TASK OBJECTIVE:
Could you print all of the data below again, exactly?

DATA PROVIDED:
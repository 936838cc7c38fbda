//! Infrastructure adapters. Implement outbound ports.
//!
//! Model runtime, location dataset, CSV files, terminal UI. Map errors to DomainError.

pub mod batch;
pub mod catalog;
pub mod model;
pub mod ui;
//! Implements InputPort. Inquire-based interactive prompts.
//!
//! Prompts translate answers into wizard events; the wizard decides what is
//! valid. Only a finalized `PropertyInput` reaches the engine.

use crate::adapters::ui::progress::spinner;
use crate::domain::{
    Category, DomainError, LocationCatalog, PropertyInput, Purpose, ValuationResult, Wizard,
    WizardEvent, WizardState, WizardStep, format_amount,
};
use crate::ports::InputPort;
use crate::usecases::{BatchService, ValuationEngine};
use async_trait::async_trait;
use crossterm::style::Stylize;
use inquire::ui::{Color, RenderConfig, StyleSheet, Styled};
use inquire::{Confirm, CustomType, InquireError, Select, Text};
use std::fmt;
use std::path::Path;
use std::sync::Arc;
use tracing::info;

/// Applies the prompt theme globally.
pub fn apply_theme() {
    let mut cfg = RenderConfig::default();
    cfg.prompt_prefix = Styled::new("?").with_fg(Color::LightCyan);
    cfg.answered_prompt_prefix = Styled::new("✔").with_fg(Color::LightGreen);
    cfg.highlighted_option_prefix = Styled::new("➤").with_fg(Color::LightYellow);
    cfg.help_message = StyleSheet::new().with_fg(Color::DarkGrey);
    inquire::set_global_render_config(cfg);
}

#[derive(Debug, Clone, Copy, PartialEq, Eq)]
enum MenuAction {
    NewValuation,
    Batch,
    Diagnostics,
    Exit,
}

impl MenuAction {
    const ALL: [MenuAction; 4] = [
        MenuAction::NewValuation,
        MenuAction::Batch,
        MenuAction::Diagnostics,
        MenuAction::Exit,
    ];
}

impl fmt::Display for MenuAction {
    fn fmt(&self, f: &mut fmt::Formatter<'_>) -> fmt::Result {
        let label = match self {
            MenuAction::NewValuation => "Estimate a property",
            MenuAction::Batch => "Batch valuation from CSV",
            MenuAction::Diagnostics => "Model diagnostics",
            MenuAction::Exit => "Exit",
        };
        f.write_str(label)
    }
}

RESULT:
repository 936838cc7c38fbda
//! Infrastructure adapters. Implement outbound ports.
//!
//! Model runtime, location dataset, CSV files, terminal UI. Map errors to DomainError.

pub mod batch;
pub mod catalog;
pub mod model;
pub mod ui;
//! Implements InputPort. Inquire-based interactive prompts.
//!
//! Prompts translate answers into wizard events; the wizard decides what is
//! valid. Only a finalized `PropertyInput` reaches the engine.

use crate::adapters::ui::progress::spinner;
use crate::domain::{
    Category, DomainError, LocationCatalog, PropertyInput, Purpose, ValuationResult, Wizard,
    WizardEvent, WizardState, WizardStep, format_amount,
};
use crate::ports::InputPort;
use crate::usecases::{BatchService, ValuationEngine};
use async_trait::async_trait;
use crossterm::style::Stylize;
use inquire::ui::{Color, RenderConfig, StyleSheet, Styled};
use inquire::{Confirm, CustomType, InquireError, Select, Text};
use std::fmt;
use std::path::Path;
use std::sync::Arc;
use tracing::info;

/// Applies the prompt theme globally.
pub fn apply_theme() {
    let mut cfg = RenderConfig::default();
    cfg.prompt_prefix = Styled::new("?").with_fg(Color::LightCyan);
    cfg.answered_prompt_prefix = Styled::new("✔").with_fg(Color::LightGreen);
    cfg.highlighted_option_prefix = Styled::new("➤").with_fg(Color::LightYellow);
    cfg.help_message = StyleSheet::new().with_fg(Color::DarkGrey);
    inquire::set_global_render_config(cfg);
}

#[derive(Debug, Clone, Copy, PartialEq, Eq)]
enum MenuAction {
    NewValuation,
    Batch,
    Diagnostics,
    Exit,
}

impl MenuAction {
    const ALL: [MenuAction; 4] = [
        MenuAction::NewValuation,
        MenuAction::Batch,
        MenuAction::Diagnostics,
        MenuAction::Exit,
    ];
}

impl fmt::Display for MenuAction {
    fn fmt(&self, f: &mut fmt::Formatter<'_>) -> fmt::Result {
        let label = match self {
            MenuAction::NewValuation => "Estimate a property",
            MenuAction::Batch => "Batch valuation from CSV",
            MenuAction::Diagnostics => "Model diagnostics",
            MenuAction::Exit => "Exit",
        };
        f.write_str(label)
    }
}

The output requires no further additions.